# Hairball.



## StitchyKitty (Jan 3, 2010)

I need help, I really don't know what to do about this. Stitch has had a hairball that he's been trying to get up for four days now, but it just won't come up. I have a cat grass plant that is suppose to help with hairballs, we have dry food thats suppose to help with hairballs (I'm not sure if the wet food does or not though.) and he's been drinking plenty of water, but he just can't get it up! Should I take him to the vet? Is there anything they can do about it? I'm scared that once he does get it up, he might choke on it or something. Does anyone have any ideas? Please comment and leave your suggestions!
Thank you!


----------



## doodlebug (May 13, 2006)

A blob of vaseline or commercial hairball remedy (which is just flavored vaseline) a couple days in a row. Give between meals or it can interfere with nutrient absorption.


----------



## Heidi n Q (Nov 22, 2006)

What is he doing? 
Is he coughing/hacking constantly, or is it an occasional coughing episode?

Sometimes my cats will do a strange cough-thing, that is *not* related to herking-up a hairball. They will cough a very 'dry' sounding, but gentle, and sometimes rattling, kind of cough. Their head/neck will be extended, point of tongue sticking out, weaving their head from side to side and after a short time of coughing, will lick their lips a lot and swallow while sort of quickly extending their head/neck, almost like someone swallowing in a 'gulp' trying to get something down their throat.
When my cats do that, I think of it as maybe they got a loose hair tickling in there. Sometimes they *will* vomit up some stuff, if they had food in their belly and their coughing disturbed it ... but mostly it is just that dry cough, a couple licks and swallows and then they're good-to-go. I can sometimes offer a small bit of milk for them to lap up and it is usually enough of a distraction that by the time they lap up and swallow the first bit of liquid, it is enough to flush that stray hair down their throat and it will either come back up with its' friends as a hairball or exit at the other end.

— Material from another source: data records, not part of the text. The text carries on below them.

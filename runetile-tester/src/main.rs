mod logic;

use anyhow::{Context, Result, bail};
use clap::{Parser, ValueEnum};
use colored::Colorize;
use std::fs::File;
use std::io::{BufWriter, Write, stdout};
use std::path::PathBuf;
use std::sync::Arc;
use std::time::Instant;

use logic::{
    LogicTester, ScenarioResult, TestScenario, TesterAssets, list_scenarios, resolve_seed_inputs,
    select_scenarios,
};

#[derive(Debug, Clone, Copy, PartialEq, Eq, ValueEnum)]
pub enum ReportFormat {
    Console,
    Json,
    Markdown,
}

#[derive(Debug, Parser)]
#[command(name = "runetile-tester", version)]
#[command(about = "Scripted play-throughs of the RuneTile progression engine")]
struct Args {
    /// Scenarios to run (comma-separated, or `all`)
    #[arg(long, default_value = "smoke")]
    scenarios: String,

    /// List all available scenarios and exit
    #[arg(long)]
    list_scenarios: bool,

    /// Seeds to run (comma-separated integers, 0x-hex, or label:<text>)
    #[arg(long, default_value = "1337")]
    seeds: String,

    /// Number of iterations per scenario and seed
    #[arg(long, default_value_t = 3)]
    iterations: usize,

    /// Output report format
    #[arg(long, value_enum, default_value_t = ReportFormat::Console)]
    report: ReportFormat,

    /// Verbose output
    #[arg(short, long)]
    verbose: bool,

    /// Optional path to write the report output instead of stdout
    #[arg(long)]
    output: Option<PathBuf>,

    /// Reward policy JSON to use instead of the bundled one
    #[arg(long)]
    policy: Option<PathBuf>,

    /// Player fixture JSON to use instead of the bundled one
    #[arg(long)]
    players: Option<PathBuf>,
}

fn main() -> Result<()> {
    env_logger::init();
    let args = Args::parse();

    if maybe_list_scenarios(&args)? {
        return Ok(());
    }

    if args.report == ReportFormat::Console {
        announce_banner();
    }

    let start_time = Instant::now();
    let scenarios = expand_scenarios(&args.scenarios)?;
    let seed_infos = resolve_seed_inputs(&split_csv(&args.seeds))?;
    let assets = TesterAssets::load(args.policy.as_deref(), args.players.as_deref())?;
    let logic_tester = LogicTester::new(Arc::new(assets), args.verbose);

    let mut results: Vec<ScenarioResult> = Vec::new();
    for scenario in &scenarios {
        results.extend(logic_tester.run_scenario(scenario, &seed_infos, args.iterations));
    }

    write_reports(&args, &results, start_time)?;

    if results.iter().any(|r| !r.passed) {
        std::process::exit(1);
    }

    Ok(())
}

fn maybe_list_scenarios(args: &Args) -> Result<bool> {
    if !args.list_scenarios {
        return Ok(false);
    }
    let mut output_target = OutputTarget::new(args.output.clone())?;
    writeln!(output_target.writer(), "Available scenarios:")?;
    for (key, description) in list_scenarios() {
        writeln!(output_target.writer(), "  {key:12} - {description}")?;
    }
    output_target.flush_inner()?;
    Ok(true)
}

fn announce_banner() {
    println!("{}", "🎮 RuneTile Automated Tester".bright_cyan().bold());
    println!("{}", "================================".cyan());
}

fn split_csv(s: &str) -> Vec<String> {
    s.split(',')
        .map(|x| x.trim().to_string())
        .filter(|x| !x.is_empty())
        .collect()
}

fn expand_scenarios(scenarios_arg: &str) -> Result<Vec<TestScenario>> {
    let (scenarios, unknown) = select_scenarios(&split_csv(scenarios_arg));
    for name in &unknown {
        log::warn!("Unknown scenario: {name}");
        eprintln!("⚠️  Unknown scenario: {}", name.yellow());
    }
    if scenarios.is_empty() {
        bail!("No runnable scenarios in '{scenarios_arg}'");
    }
    Ok(scenarios)
}

fn write_reports(args: &Args, results: &[ScenarioResult], start_time: Instant) -> Result<()> {
    let mut output_target = OutputTarget::new(args.output.clone())?;
    match args.report {
        ReportFormat::Json => logic::reports::generate_json_report(&mut output_target, results)?,
        ReportFormat::Markdown => {
            logic::reports::generate_markdown_report(&mut output_target, results)?;
        }
        ReportFormat::Console => {
            logic::reports::generate_console_report(
                &mut output_target,
                results,
                start_time.elapsed(),
            )?;
            writeln!(&mut output_target)?;
            writeln!(
                &mut output_target,
                "🏁 Total time: {:?}",
                start_time.elapsed()
            )?;
        }
    }
    output_target.flush_inner()?;
    Ok(())
}

enum OutputTarget {
    Stdout(BufWriter<std::io::Stdout>),
    File(BufWriter<File>),
}

impl OutputTarget {
    fn new(path: Option<PathBuf>) -> Result<Self> {
        if let Some(path) = path {
            let file = File::create(&path)
                .with_context(|| format!("failed to create {}", path.display()))?;
            Ok(Self::File(BufWriter::new(file)))
        } else {
            Ok(Self::Stdout(BufWriter::new(stdout())))
        }
    }

    fn writer(&mut self) -> &mut dyn Write {
        match self {
            Self::Stdout(w) => w,
            Self::File(w) => w,
        }
    }

    fn flush_inner(&mut self) -> std::io::Result<()> {
        match self {
            Self::Stdout(w) => w.flush(),
            Self::File(w) => w.flush(),
        }
    }
}

impl Write for OutputTarget {
    fn write(&mut self, buf: &[u8]) -> std::io::Result<usize> {
        self.writer().write(buf)
    }

    fn flush(&mut self) -> std::io::Result<()> {
        self.flush_inner()
    }
}

#[cfg(test)]
mod tests {
    use super::*;

    #[test]
    fn split_csv_trims_and_filters() {
        let parts = split_csv(" smoke, ,economy,  daily ");
        assert_eq!(parts, vec!["smoke", "economy", "daily"]);
    }

    #[test]
    fn expands_all_scenarios_keyword() {
        let expanded = expand_scenarios("all").unwrap();
        assert_eq!(expanded.len(), list_scenarios().len());
        assert_eq!(expanded[0].name, "smoke");
    }

    #[test]
    fn unknown_only_scenarios_are_an_error() {
        assert!(expand_scenarios("mystery").is_err());
        let expanded = expand_scenarios("mystery,economy").unwrap();
        assert_eq!(expanded.len(), 1);
    }

    #[test]
    fn parses_report_and_override_flags() {
        let args = Args::try_parse_from([
            "runetile-tester",
            "--report",
            "markdown",
            "--seeds",
            "1,0x2",
            "--policy",
            "policy.json",
        ])
        .unwrap();
        assert_eq!(args.report, ReportFormat::Markdown);
        assert_eq!(args.policy, Some(PathBuf::from("policy.json")));
        assert_eq!(args.iterations, 3);
    }

    #[test]
    fn reports_write_to_file_target() {
        let path = std::env::temp_dir().join(format!(
            "runetile-report-{}.json",
            std::process::id()
        ));
        let mut target = OutputTarget::new(Some(path.clone())).unwrap();
        logic::reports::generate_json_report(&mut target, &[]).unwrap();
        target.flush_inner().unwrap();
        let text = std::fs::read_to_string(&path).unwrap();
        assert_eq!(text.trim(), "[]");
        let _ = std::fs::remove_file(path);
    }
}
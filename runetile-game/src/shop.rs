//! Key shop: converts gold into keys.
use thiserror::Error;

use crate::state::ProgressionState;

#[derive(Debug, Clone, PartialEq, Eq, Error)]
pub enum ShopError {
    #[error("purchase quantity must be at least one")]
    ZeroQuantity,
    #[error("not enough gold: need {required}, have {available}")]
    InsufficientGold { required: u64, available: u64 },
    #[error("purchase total overflows")]
    PriceOverflow,
}

/// Total gold cost of `key_amount` keys.
///
/// # Errors
///
/// Returns `ZeroQuantity` for an empty order and `PriceOverflow` when the
/// total does not fit in a `u64`.
pub fn quote(key_amount: u32, unit_price: u64) -> Result<u64, ShopError> {
    if key_amount == 0 {
        return Err(ShopError::ZeroQuantity);
    }
    unit_price
        .checked_mul(u64::from(key_amount))
        .ok_or(ShopError::PriceOverflow)
}

/// Buy `key_amount` keys at `unit_price` gold each.
///
/// # Errors
///
/// Returns `InsufficientGold` when the player cannot cover the total, plus
/// the errors of [`quote`]. The input state is never modified.
pub fn purchase(
    state: &ProgressionState,
    key_amount: u32,
    unit_price: u64,
) -> Result<ProgressionState, ShopError> {
    let required = quote(key_amount, unit_price)?;
    if state.gold < required {
        return Err(ShopError::InsufficientGold {
            required,
            available: state.gold,
        });
    }
    let keys = state
        .keys
        .checked_add(key_amount)
        .ok_or(ShopError::PriceOverflow)?;
    let mut next = state.clone();
    next.gold -= required;
    next.keys = keys;
    Ok(next)
}

/// Largest number of keys `gold` can buy.
#[must_use]
pub fn max_affordable(gold: u64, unit_price: u64) -> u32 {
    if unit_price == 0 {
        return u32::MAX;
    }
    u32::try_from(gold / unit_price).unwrap_or(u32::MAX)
}

#[cfg(test)]
mod tests {
    use super::*;
    use crate::rewards::RewardPolicy;
    use crate::state::PlayerStats;

    fn with_gold(gold: u64) -> ProgressionState {
        let mut state =
            ProgressionState::new("shopper", PlayerStats::default(), 0, &RewardPolicy::default());
        state.keys = 0;
        state.gold = gold;
        state
    }

    #[test]
    fn exact_funds_buy_keys() {
        let state = with_gold(100);
        let next = purchase(&state, 5, 20).unwrap();
        assert_eq!(next.gold, 0);
        assert_eq!(next.keys, 5);
    }

    #[test]
    fn short_funds_leave_state_untouched() {
        let state = with_gold(100);
        let err = purchase(&state, 6, 20).unwrap_err();
        assert_eq!(
            err,
            ShopError::InsufficientGold {
                required: 120,
                available: 100
            }
        );
        assert_eq!(state.gold, 100);
        assert_eq!(state.keys, 0);
    }

    #[test]
    fn zero_and_overflow_are_rejected() {
        let state = with_gold(u64::MAX);
        assert_eq!(purchase(&state, 0, 20), Err(ShopError::ZeroQuantity));
        assert_eq!(purchase(&state, 2, u64::MAX), Err(ShopError::PriceOverflow));
    }

    #[test]
    fn affordability_rounds_down() {
        assert_eq!(max_affordable(250, 100), 2);
        assert_eq!(max_affordable(99, 100), 0);
        assert_eq!(max_affordable(5, 0), u32::MAX);
    }
}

If it is a hairball, it will either pass or come up. In order to do either, it has to fit through the openings and if it fits through the opening, it will fit through either the esophogus or the intestines. I have not heard of a cat requiring surgery to remove a hairball from the stomach, and as long as he is eating/drinking and behaving normally, I think I'd just keep an eye on him.
_When my kitties start to do that dry-hair-cough-thing, I be sure to sweep/vacuum/clean more often and will brush them to remove loose hair before they groom it off themselves._


----------



## StitchyKitty (Jan 3, 2010)

He's having an occasional coughing episode. It sounds exactly like when a cat is trying to cough up a hairball, but he's doing it a lot. Sometimes, he'll get up and jump off my bed and lower his head while he's doing it, other times he sits up and lowers his head. Usually though, no matter where he's sitting or laying, he lowers his head and tries to work it up. I'm fairly certain that he is trying to get a hairball up, but for some reason; he just can't work it up. It seems to happen more at night when he's trying to sleep though. The only thing I've noticed to be different about him, is he seems to be drinking more water than he normally does.


----------



## Heidi n Q (Nov 22, 2006)

Is he *coughing* or is he making the "herk-herk-herk" noise while his abdomen is heaving in preparation for vomitting?
I believe there is a difference. 
If he is just coughing, I'd probably try cleaning up and brushing him to remove loose hair. My kitties who do the hair-tickle-cough-thing will sometimes wake up out of a sleep to cough and clear their throat. If he is herk-herk-herking and not being productive you may need to have the vet look at him, but I would make sure I knew which he was doing before I took him to the vet.


----------



## WhiteKitties (Dec 22, 2008)

Ditto what Heidi said about the brushing and a little bit of milk - my girls have never coughed up a hairball in over a year that I've had them, but sometimes they will go through a couple of weeks where they cough a lot more like they're trying to get one up. Fern's doing it right now - it's kind of a wheezy cough, and like Heidi said it's almost like she's got a hair stuck in her throat that's tickling and bothering her. I've been brushing her daily for the last week and offering her a small bit of milk when she does cough, and it's definitely helping. The incidents have gone from multiple times a day to nothing in the last few days, so I really do think that simply helping to reduce the hair the cat ingests makes a huge difference.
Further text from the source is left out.